= Italian declaration of war on the Soviet Union =

1941 event of World War II

Fascist Italy declared war on the Soviet Union on 22 June 1941 during the Axis invasion of the latter (Operation Barbarossa), breaching the earlier Italo-Soviet Pact on Neutrality and Non-Aggression. On that day Adolf Hitler accepted Benito Mussolini's offer for an Italian Army Corps to be sent to the Soviet Union. The declaration of war was presented at 11:00 a.m. local time to the Soviet ambassador Nikolay Gorelkin by the Italian foreign minister Galeazzo Ciano in the Chigi Palace, Rome. At noon, an official communiqué was issued stating that "the Italian government has informed the Soviet ambassador that Italy considers itself to be in a state of war with the USSR as of 5:30 a.m. on 22 June".

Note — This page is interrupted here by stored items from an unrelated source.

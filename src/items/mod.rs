//! Typed domain objects built from/serialized to XML sub-trees.
//!
//! Every item owns exactly one [`ItemId`] (possibly invalid while the item
//! has not been created server-side) and exactly one [`XmlFragment`] holding
//! all other properties as elements in the types namespace. Nothing else has
//! mutable access to that fragment. Typed accessors are thin wrappers over
//! the fragment's `get_value`/`set_or_update`.

pub mod contact;
pub mod message;
pub mod task;

pub use contact::Contact;
pub use message::Message;
pub use task::Task;

use crate::common::error::Result;
use crate::ns;
use crate::soap::response_message::FromXmlElement;
use crate::xml::document::{NodeId, XmlDocument, escape_xml};
use crate::xml::fragment::XmlFragment;

/// Opaque versioned reference to a stored object on the server.
///
/// Valid iff the identifier string is non-empty; a default-constructed id is
/// always invalid. Comparison is exact and case-sensitive; identifiers are
/// never normalized.
#[derive(Debug, Clone, Default, PartialEq, Eq)]
pub struct ItemId {
    id: String,
    change_key: String,
}

impl ItemId {
    pub fn new(id: impl Into<String>, change_key: impl Into<String>) -> Self {
        Self {
            id: id.into(),
            change_key: change_key.into(),
        }
    }

    pub fn id(&self) -> &str {
        &self.id
    }

    pub fn change_key(&self) -> &str {
        &self.change_key
    }

    pub fn is_valid(&self) -> bool {
        !self.id.is_empty()
    }

    /// Wire form used inside request bodies.
    pub fn to_xml(&self) -> String {
        format!(
            r#"<t:ItemId Id="{}" ChangeKey="{}"/>"#,
            escape_xml(&self.id),
            escape_xml(&self.change_key)
        )
    }

    /// Read the id out of an item element (or out of an `ItemId` element
    /// directly). The protocol guarantees an id on every server-originated
    /// item, so a missing one is a contract violation.
    pub(crate) fn from_element(doc: &XmlDocument, element: NodeId) -> Self {
        let node = if doc.name(element) == "ItemId" && doc.namespace(element) == ns::TYPES {
            element
        } else {
            doc.find_element(element, "ItemId", ns::TYPES)
                .unwrap_or_else(|| panic!("{} element has no ItemId child", doc.name(element)))
        };
        Self::new(
            doc.attr(node, "Id").unwrap_or_default(),
            doc.attr(node, "ChangeKey").unwrap_or_default(),
        )
    }
}

impl FromXmlElement for ItemId {
    fn from_xml_element(doc: &XmlDocument, element: NodeId) -> Result<Self> {
        Ok(Self::from_element(doc, element))
    }
}

/// Reference to an attachment, anchored to the item it hangs off when the
/// server provided one. Valid under the same non-empty-identifier rule as
/// [`ItemId`].
#[derive(Debug, Clone, Default, PartialEq, Eq)]
pub struct AttachmentId {
    id: String,
    root_item_id: Option<ItemId>,
}

impl AttachmentId {
    pub fn new(id: impl Into<String>) -> Self {
        Self {
            id: id.into(),
            root_item_id: None,
        }
    }

    pub fn with_root_item(id: impl Into<String>, root_item_id: ItemId) -> Self {
        Self {
            id: id.into(),
            root_item_id: Some(root_item_id),
        }
    }

    pub fn id(&self) -> &str {
        &self.id
    }

    pub fn root_item_id(&self) -> Option<&ItemId> {
        self.root_item_id.as_ref()
    }

    pub fn is_valid(&self) -> bool {
        !self.id.is_empty()
    }
}

impl FromXmlElement for AttachmentId {
    fn from_xml_element(doc: &XmlDocument, element: NodeId) -> Result<Self> {
        let node = if doc.name(element) == "AttachmentId" && doc.namespace(element) == ns::TYPES {
            element
        } else {
            doc.find_element(element, "AttachmentId", ns::TYPES)
                .unwrap_or_else(|| {
                    panic!("{} element has no AttachmentId child", doc.name(element))
                })
        };
        let id = doc.attr(node, "Id").unwrap_or_default().to_string();
        let root_item_id = doc.attr(node, "RootItemId").map(|root| {
            ItemId::new(root, doc.attr(node, "RootItemChangeKey").unwrap_or_default())
        });
        Ok(Self {
            id,
            root_item_id,
        })
    }
}

/// Concrete item types: the element name they appear under, the attribute
/// fragments their Create/Delete wrappers need, and access to their two
/// owned parts.
pub trait Item: Sized {
    /// Local name of the item element in the types namespace.
    const ELEMENT_NAME: &'static str;
    /// Attributes appended to the `CreateItem` wrapper, leading space
    /// included.
    const CREATE_ATTRIBUTES: &'static str = "";
    /// Attributes appended to the `DeleteItem` wrapper, leading space
    /// included.
    const DELETE_ATTRIBUTES: &'static str = "";

    fn from_parts(item_id: ItemId, properties: XmlFragment) -> Self;
    fn item_id(&self) -> &ItemId;
    fn set_item_id(&mut self, item_id: ItemId);
    fn properties(&self) -> &XmlFragment;
    fn properties_mut(&mut self) -> &mut XmlFragment;

    /// Item body for a CreateItem request: the property fragment wrapped in
    /// this type's element tags.
    fn to_create_request_body(&self) -> String {
        format!(
            "<t:{el}>{props}</t:{el}>",
            el = Self::ELEMENT_NAME,
            props = self.properties().to_xml()
        )
    }
}

/// Generates an item type: the struct, its two-part ownership, the common
/// accessors shared by every item class, and its response-element factory.
macro_rules! ews_item {
    (
        $(#[$meta:meta])*
        $name:ident {
            element: $element:literal
            $(, create_attributes: $create:literal)?
            $(, delete_attributes: $delete:literal)?
            $(,)?
        }
    ) => {
        $(#[$meta])*
        #[derive(Debug, Clone, Default)]
        pub struct $name {
            item_id: $crate::items::ItemId,
            properties: $crate::xml::fragment::XmlFragment,
        }

        impl $name {
            /// A fresh, unbound item: empty property set, invalid id.
            pub fn new() -> Self {
                Self::default()
            }

            pub fn item_id(&self) -> &$crate::items::ItemId {
                &self.item_id
            }

            pub fn properties(&self) -> &$crate::xml::fragment::XmlFragment {
                &self.properties
            }

            pub fn properties_mut(&mut self) -> &mut $crate::xml::fragment::XmlFragment {
                &mut self.properties
            }

            pub fn get_item_class(&self) -> String {
                self.properties.get_value("ItemClass")
            }

            pub fn get_subject(&self) -> String {
                self.properties.get_value("Subject")
            }

            pub fn set_subject(&mut self, subject: &str) {
                self.properties.set_or_update("Subject", subject);
            }

            pub fn get_body(&self) -> String {
                self.properties.get_value("Body")
            }

            /// Sets a plain-text body. The `BodyType` attribute rides along
            /// on the same element.
            pub fn set_body(&mut self, text: &str) {
                self.properties.set_or_update("Body", text);
                if let Some(node) = self.properties.get_node("Body") {
                    self.properties.set_attribute(node, "BodyType", "Text");
                }
            }

            pub fn get_sensitivity(&self) -> String {
                self.properties.get_value("Sensitivity")
            }

            pub fn get_importance(&self) -> String {
                self.properties.get_value("Importance")
            }

            pub fn get_date_time_created(&self) -> String {
                self.properties.get_value("DateTimeCreated")
            }

            pub fn get_date_time_received(&self) -> String {
                self.properties.get_value("DateTimeReceived")
            }

            pub fn get_last_modified_time(&self) -> String {
                self.properties.get_value("LastModifiedTime")
            }

            pub fn get_culture(&self) -> String {
                self.properties.get_value("Culture")
            }

            pub fn has_attachments(&self) -> bool {
                self.properties.get_value("HasAttachments") == "true"
            }

            pub fn is_draft(&self) -> bool {
                self.properties.get_value("IsDraft") == "true"
            }

            pub fn is_reminder_enabled(&self) -> bool {
                self.properties.get_value("ReminderIsSet") == "true"
            }

            pub fn set_reminder_enabled(&mut self, enabled: bool) {
                self.properties
                    .set_or_update("ReminderIsSet", if enabled { "true" } else { "false" });
            }

            pub fn get_reminder_due_by(&self) -> String {
                self.properties.get_value("ReminderDueBy")
            }

            pub fn set_reminder_due_by(&mut self, date_time: &str) {
                self.properties.set_or_update("ReminderDueBy", date_time);
            }
        }

        impl $crate::items::Item for $name {
            const ELEMENT_NAME: &'static str = $element;
            $(const CREATE_ATTRIBUTES: &'static str = $create;)?
            $(const DELETE_ATTRIBUTES: &'static str = $delete;)?

            fn from_parts(
                item_id: $crate::items::ItemId,
                properties: $crate::xml::fragment::XmlFragment,
            ) -> Self {
                Self {
                    item_id,
                    properties,
                }
            }

            fn item_id(&self) -> &$crate::items::ItemId {
                &self.item_id
            }

            fn set_item_id(&mut self, item_id: $crate::items::ItemId) {
                self.item_id = item_id;
            }

            fn properties(&self) -> &$crate::xml::fragment::XmlFragment {
                &self.properties
            }

            fn properties_mut(&mut self) -> &mut $crate::xml::fragment::XmlFragment {
                &mut self.properties
            }
        }

        impl $crate::soap::response_message::FromXmlElement for $name {
            /// Build from a response element: read the nested item id, then
            /// detach the property sub-tree. After this returns the item is
            /// fully independent of the response buffer.
            fn from_xml_element(
                doc: &$crate::xml::document::XmlDocument,
                element: $crate::xml::document::NodeId,
            ) -> $crate::common::error::Result<Self> {
                let item_id = $crate::items::ItemId::from_element(doc, element);
                let properties =
                    $crate::xml::fragment::XmlFragment::from_children(doc, element)?;
                Ok(Self {
                    item_id,
                    properties,
                })
            }
        }
    };
}

pub(crate) use ews_item;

Italy became Nazi Germany's first ally to declare war on the Soviet Union during World War II, followed by the Kingdom of Romania, Slovak Republic, Finland and Kingdom of Hungary.

==Broadcast in Italy==

News about the state of war with the Soviet Union in Gazzetta Ufficiale del Regno d'Italia, 23 June 1941

In Italy, the first public announcement about the war was broadcast on the radio at 1:00 a.m. Because 22 June fell on a Sunday when local newspapers were not circulated, it was impossible to report the news on that day in them as well. A series of special broadcasts presented the relevant statements by Adolf Hitler and German Foreign Minister Joachim von Ribbentrop to the Italian public. An announcer then read out several dispatches from the Stefani Agency in Bucharest that purportedly described the start of the Axis invasion. However, due to the unusually hot and stifling weather in Rome, there was hardly anyone outdoors, as much of the population had gone to the seaside. Consequently, the news of the declaration of war on the Soviet Union came as a surprise to the Italians.

==Aftermath==

Despite declaration of war, Italy deployed its troops in the Soviet Union only a month later, when Italian Expeditionary Corps in Russia was rolled out. This formation was then followed by Italian Army in Russia.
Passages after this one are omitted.